What needs to be done:
Copy out each record below, exactly as given.

(Stored data entries)
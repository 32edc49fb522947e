//! 配置读写入口
//!
//! 对 [`ConfigStore`] 的无状态封装：读取带默认值兜底，写入带能力检查。

use crate::data::store::ConfigStore;
use crate::data::Result;
use serde::de::DeserializeOwned;
use serde_json::{Map, Value};

/// 保存结果
#[derive(Debug, Clone, Copy, PartialEq, Eq)]
pub enum SaveOutcome {
    /// 已交给存储持久化
    Saved,
    /// 存储不可写或没有待写内容，未执行写入
    Skipped,
}

/// 根据键路径获取配置项
///
/// - `key` 为空时返回整个配置树
/// - 任意一段缺失时返回 `default`，未提供默认值时返回 `Value::Null`
pub fn get_config<S>(store: &S, key: Option<&str>, default: Option<Value>) -> Value
where
    S: ConfigStore + ?Sized,
{
    let key = match key {
        Some(k) if !k.is_empty() => k,
        _ => return store.root().clone(),
    };

    match store.get(key) {
        Some(value) => value.clone(),
        None => default.unwrap_or(Value::Null),
    }
}

/// 按类型读取配置项，缺失或类型不匹配时返回 None
pub fn get_config_as<T, S>(store: &S, key: &str) -> Option<T>
where
    T: DeserializeOwned,
    S: ConfigStore + ?Sized,
{
    let value = store.get(key)?;
    match serde_json::from_value(value.clone()) {
        Ok(parsed) => Some(parsed),
        Err(e) => {
            tracing::warn!(key, error = %e, "配置项类型不匹配，已忽略");
            None
        }
    }
}

/// 保存配置
///
/// 存储不可写或 `partial` 为空时仅记录警告。存储自身的持久化错误原样返回。
pub fn save_config<S>(store: &mut S, partial: &Map<String, Value>) -> Result<SaveOutcome>
where
    S: ConfigStore + ?Sized,
{
    if partial.is_empty() || !store.is_writable() {
        tracing::warn!(
            writable = store.is_writable(),
            keys = partial.len(),
            "配置存储不可写或待保存内容为空，跳过保存"
        );
        return Ok(SaveOutcome::Skipped);
    }

    tracing::debug!(keys = ?partial.keys().collect::<Vec<_>>(), "保存配置");
    store.save(partial)?;
    Ok(SaveOutcome::Saved)
}

#[cfg(test)]
mod tests {
    use super::*;
    use crate::data::MemoryStore;
    use crate::models::PicBedType;
    use serde_json::json;

    fn sample_store() -> MemoryStore {
        MemoryStore::new(json!({
            "picBed": {
                "current": "smms",
                "smms": {"token": "abc"},
                "list": [{"type": "smms", "name": "SM.MS", "visible": true}],
            }
        }))
    }

    #[test]
    fn test_get_config_without_key_returns_root() {
        let store = sample_store();

        assert_eq!(get_config(&store, None, None), store.root().clone());
        assert_eq!(get_config(&store, Some(""), None), store.root().clone());
    }

    #[test]
    fn test_get_config_with_key() {
        let store = sample_store();

        assert_eq!(
            get_config(&store, Some("picBed.smms.token"), None),
            json!("abc")
        );
    }

    #[test]
    fn test_get_config_default_fallback() {
        let store = sample_store();

        assert_eq!(
            get_config(&store, Some("uploader.smms"), Some(json!({}))),
            json!({})
        );
        assert_eq!(get_config(&store, Some("a.b.c.d"), None), Value::Null);
    }

    #[test]
    fn test_get_config_as() {
        let store = sample_store();

        let list: Option<Vec<PicBedType>> = get_config_as(&store, "picBed.list");
        assert_eq!(list.map(|l| l.len()), Some(1));

        let mismatched: Option<Vec<PicBedType>> = get_config_as(&store, "picBed.current");
        assert!(mismatched.is_none());
    }

    #[test]
    fn test_save_config_writes() {
        let mut store = sample_store();
        let partial = json!({"picBed.current": "github"});

        let outcome = save_config(&mut store, partial.as_object().unwrap()).unwrap();

        assert_eq!(outcome, SaveOutcome::Saved);
        assert_eq!(store.get("picBed.current"), Some(&json!("github")));
    }

    #[test]
    fn test_save_config_skips_read_only_store() {
        let mut store = MemoryStore::read_only(json!({}));
        let partial = json!({"picBed.current": "github"});

        let outcome = save_config(&mut store, partial.as_object().unwrap()).unwrap();

        assert_eq!(outcome, SaveOutcome::Skipped);
        assert_eq!(store.get("picBed.current"), None);
    }

    #[test]
    fn test_save_config_skips_empty_partial() {
        let mut store = sample_store();
        let before = store.clone();

        let outcome = save_config(&mut store, &Map::new()).unwrap();

        assert_eq!(outcome, SaveOutcome::Skipped);
        assert_eq!(store, before);
    }

    #[test]
    fn test_save_config_propagates_store_error() {
        let mut store = sample_store();
        let partial = json!({"picBed..smms": {}});

        assert!(save_config(&mut store, partial.as_object().unwrap()).is_err());
    }
}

Written answer:
repository 32edc49fb522947e
//! 配置读写入口
//!
//! 对 [`ConfigStore`] 的无状态封装：读取带默认值兜底，写入带能力检查。

use crate::data::store::ConfigStore;
use crate::data::Result;
use serde::de::DeserializeOwned;
use serde_json::{Map, Value};

/// 保存结果
#[derive(Debug, Clone, Copy, PartialEq, Eq)]
pub enum SaveOutcome {
    /// 已交给存储持久化
    Saved,
    /// 存储不可写或没有待写内容，未执行写入
    Skipped,
}

/// 根据键路径获取配置项
///
/// - `key` 为空时返回整个配置树
/// - 任意一段缺失时返回 `default`，未提供默认值时返回 `Value::Null`
pub fn get_config<S>(store: &S, key: Option<&str>, default: Option<Value>) -> Value
where
    S: ConfigStore + ?Sized,
{
    let key = match key {
        Some(k) if !k.is_empty() => k,
        _ => return store.root().clone(),
    };

    match store.get(key) {
        Some(value) => value.clone(),
        None => default.unwrap_or(Value::Null),
    }
}

/// 按类型读取配置项，缺失或类型不匹配时返回 None
pub fn get_config_as<T, S>(store: &S, key: &str) -> Option<T>
where
    T: DeserializeOwned,
    S: ConfigStore + ?Sized,
{
    let value = store.get(key)?;
    match serde_json::from_value(value.clone()) {
        Ok(parsed) => Some(parsed),
        Err(e) => {
            tracing::warn!(key, error = %e, "配置项类型不匹配，已忽略");
            None
        }
    }
}

/// 保存配置
///
/// 存储不可写或 `partial` 为空时仅记录警告。存储自身的持久化错误原样返回。
pub fn save_config<S>(store: &mut S, partial: &Map<String, Value>) -> Result<SaveOutcome>
where
    S: ConfigStore + ?Sized,
{
    if partial.is_empty() || !store.is_writable() {
        tracing::warn!(
            writable = store.is_writable(),
            keys = partial.len(),
            "配置存储不可写或待保存内容为空，跳过保存"
        );
        return Ok(SaveOutcome::Skipped);
    }

    tracing::debug!(keys = ?partial.keys().collect::<Vec<_>>(), "保存配置");
    store.save(partial)?;
    Ok(SaveOutcome::Saved)
}

#[cfg(test)]
mod tests {
    use super::*;
    use crate::data::MemoryStore;
    use crate::models::PicBedType;
    use serde_json::json;

    fn sample_store() -> MemoryStore {
        MemoryStore::new(json!({
            "picBed": {
                "current": "smms",
                "smms": {"token": "abc"},
                "list": [{"type": "smms", "name": "SM.MS", "visible": true}],
            }
        }))
    }

    #[test]
    fn test_get_config_without_key_returns_root() {
        let store = sample_store();

        assert_eq!(get_config(&store, None, None), store.root().clone());
        assert_eq!(get_config(&store, Some(""), None), store.root().clone());
    }

    #[test]
    fn test_get_config_with_key() {
        let store = sample_store();

        assert_eq!(
            get_config(&store, Some("picBed.smms.token"), None),
            json!("abc")
        );
    }

    #[test]
    fn test_get_config_default_fallback() {
        let store = sample_store();

        assert_eq!(
            get_config(&store, Some("uploader.smms"), Some(json!({}))),
            json!({})
        );
        assert_eq!(get_config(&store, Some("a.b.c.d"), None), Value::Null);
    }

    #[test]
    fn test_get_config_as() {
        let store = sample_store();

        let list: Option<Vec<PicBedType>> = get_config_as(&store, "picBed.list");
        assert_eq!(list.map(|l| l.len()), Some(1));

        let mismatched: Option<Vec<PicBedType>> = get_config_as(&store, "picBed.current");
        assert!(mismatched.is_none());
    }

    #[test]
    fn test_save_config_writes() {
        let mut store = sample_store();
        let partial = json!({"picBed.current": "github"});

        let outcome = save_config(&mut store, partial.as_object().unwrap()).unwrap();

        assert_eq!(outcome, SaveOutcome::Saved);
        assert_eq!(store.get("picBed.current"), Some(&json!("github")));
    }

    #[test]
    fn test_save_config_skips_read_only_store() {
        let mut store = MemoryStore::read_only(json!({}));
        let partial = json!({"picBed.current": "github"});

        let outcome = save_config(&mut store, partial.as_object().unwrap()).unwrap();

        assert_eq!(outcome, SaveOutcome::Skipped);
        assert_eq!(store.get("picBed.current"), None);
    }

    #[test]
    fn test_save_config_skips_empty_partial() {
        let mut store = sample_store();
        let before = store.clone();

        let outcome = save_config(&mut store, &Map::new()).unwrap();

        assert_eq!(outcome, SaveOutcome::Skipped);
        assert_eq!(store, before);
    }

    #[test]
    fn test_save_config_propagates_store_error() {
        let mut store = sample_store();
        let partial = json!({"picBed..smms": {}});

        assert!(save_config(&mut store, partial.as_object().unwrap()).is_err());
    }
}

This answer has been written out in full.